A insustentável leveza da Europa
Agora, com o brexit, enfrentamos um novo desafio e, após a saída do Reino Unido, nada ficará como dantes. Sai da União o maior orçamento de defesa, saem as forças armadas mais bem equipadas, sai um país com poder nuclear, sai um membro permanente do Conselho Segurança da ONU, sai o maior elo de ligação com os Estados Unidos e sai o maior dador da União. Com o brexit, o centro de gravidade da União desloca-se para leste, e isso será mau para Portugal. A negociação para o divórcio será muito complexa, e o pior que pode acontecer é ela acabar por ser benéfica para os ingleses, considerando que tal provocaria um efeito dominó, levando outros países a quererem sair.
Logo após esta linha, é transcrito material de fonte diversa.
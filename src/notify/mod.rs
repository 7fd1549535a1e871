pub mod events;
pub mod notification;
pub mod notifier;

pub use events::MoodEvent;
pub use notification::Notification;
pub use notifier::{ChannelNotifier, LogNotifier, Notifier};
Durante muitos anos viveu-se na Europa o politicamente correto, mas hoje isso já não é assim. A Europa é hoje uma estrutura muito mais complexa: existem diferentes países uns mais fortes do que outros, formando uma espécie de hierarquia. O fator demográfico pesa muito. Os partidos do centro perdem poder - foram eles que fizeram a Europa - as franjas crescem. A solidariedade e a generosidade estão em crise na UE e com isso destrói-se a a essência da construção europeia e enfraquece-se a possibilidade de conquistar as populações. Vão-se criando espaços de eurocéticos alimentados pelos sentimentos de insegurança e medo. As novas gerações enfrentam o desemprego, falha a capacidade de integração das comunidades que chegam e também das segundas gerações. As pessoas esquecem-se das extraordinárias conquistas alcançadas - a paz, a liberdade, a democracia, a mobilidade, o programa Erasmus. Ao invés, a Europa é, nos discursos dos políticos para uso interno, o bode expiatório dos insucessos, a culpada de todos os males que lhes acontecem.
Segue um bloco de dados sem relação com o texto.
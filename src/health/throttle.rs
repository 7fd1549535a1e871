use chrono::{DateTime, Duration, Utc};

/// Rejects fetches that come too soon after the previous one.
#[derive(Debug, Clone)]
pub struct FetchThrottle {
    min_interval: Duration,
    last_fetch: Option<DateTime<Utc>>,
}

impl FetchThrottle {
    pub fn new(min_interval: Duration) -> Self {
        Self {
            min_interval,
            last_fetch: None,
        }
    }

    /// Returns true and records `now` when a fetch may proceed.
    pub fn try_acquire(&mut self, now: DateTime<Utc>) -> bool {
        if let Some(last) = self.last_fetch {
            if now - last < self.min_interval {
                return false;
            }
        }
        self.last_fetch = Some(now);
        true
    }
}

impl Default for FetchThrottle {
    fn default() -> Self {
        Self::new(Duration::seconds(1))
    }
}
A Europa de euro é de difícil sustentação. As respostas europeias à crise financeira de 2007, foram casuísticas e incompletas, feitas ad´hoc, aos sabor da reação dos mercados ou dos ciclos eleitorais desconjugados. A acontecer, uma nova crise financeira será fatal pois a Europa não está preparada para a enfrentar. Isto acontece porque os dirigentes europeus não têm mandato para pensar a prazo. Veja-se o caso da política monetária do BCE: as decisões são tomadas a curto prazo, não há certezas do que virá a seguir, vive-se a esperar que o tempo vá resolvendo as coisas. Em decisões cruciais, na impossibilidade de agradar a todos, opta-se pela média aritmética, ou aplicam-se pensos rápidos, agindo por cobardia ou incoerência.
Sem estratégia, sem líderes visionários, sem gente, sem recursos, sem poder militar, sem ideais, encaixada entre o Atlântico e a Ásia - ou seja, entre a América e a Rússia -, ameaçada pelas suas contradições internas, a Europa que laboriosamente se autoconstruiu durante 60 anos parece estar a entrar, agora, num rápido processo de autodestruição.
Que fatalidade é esta que pesa sobre um espaço que já foi o centro do mundo?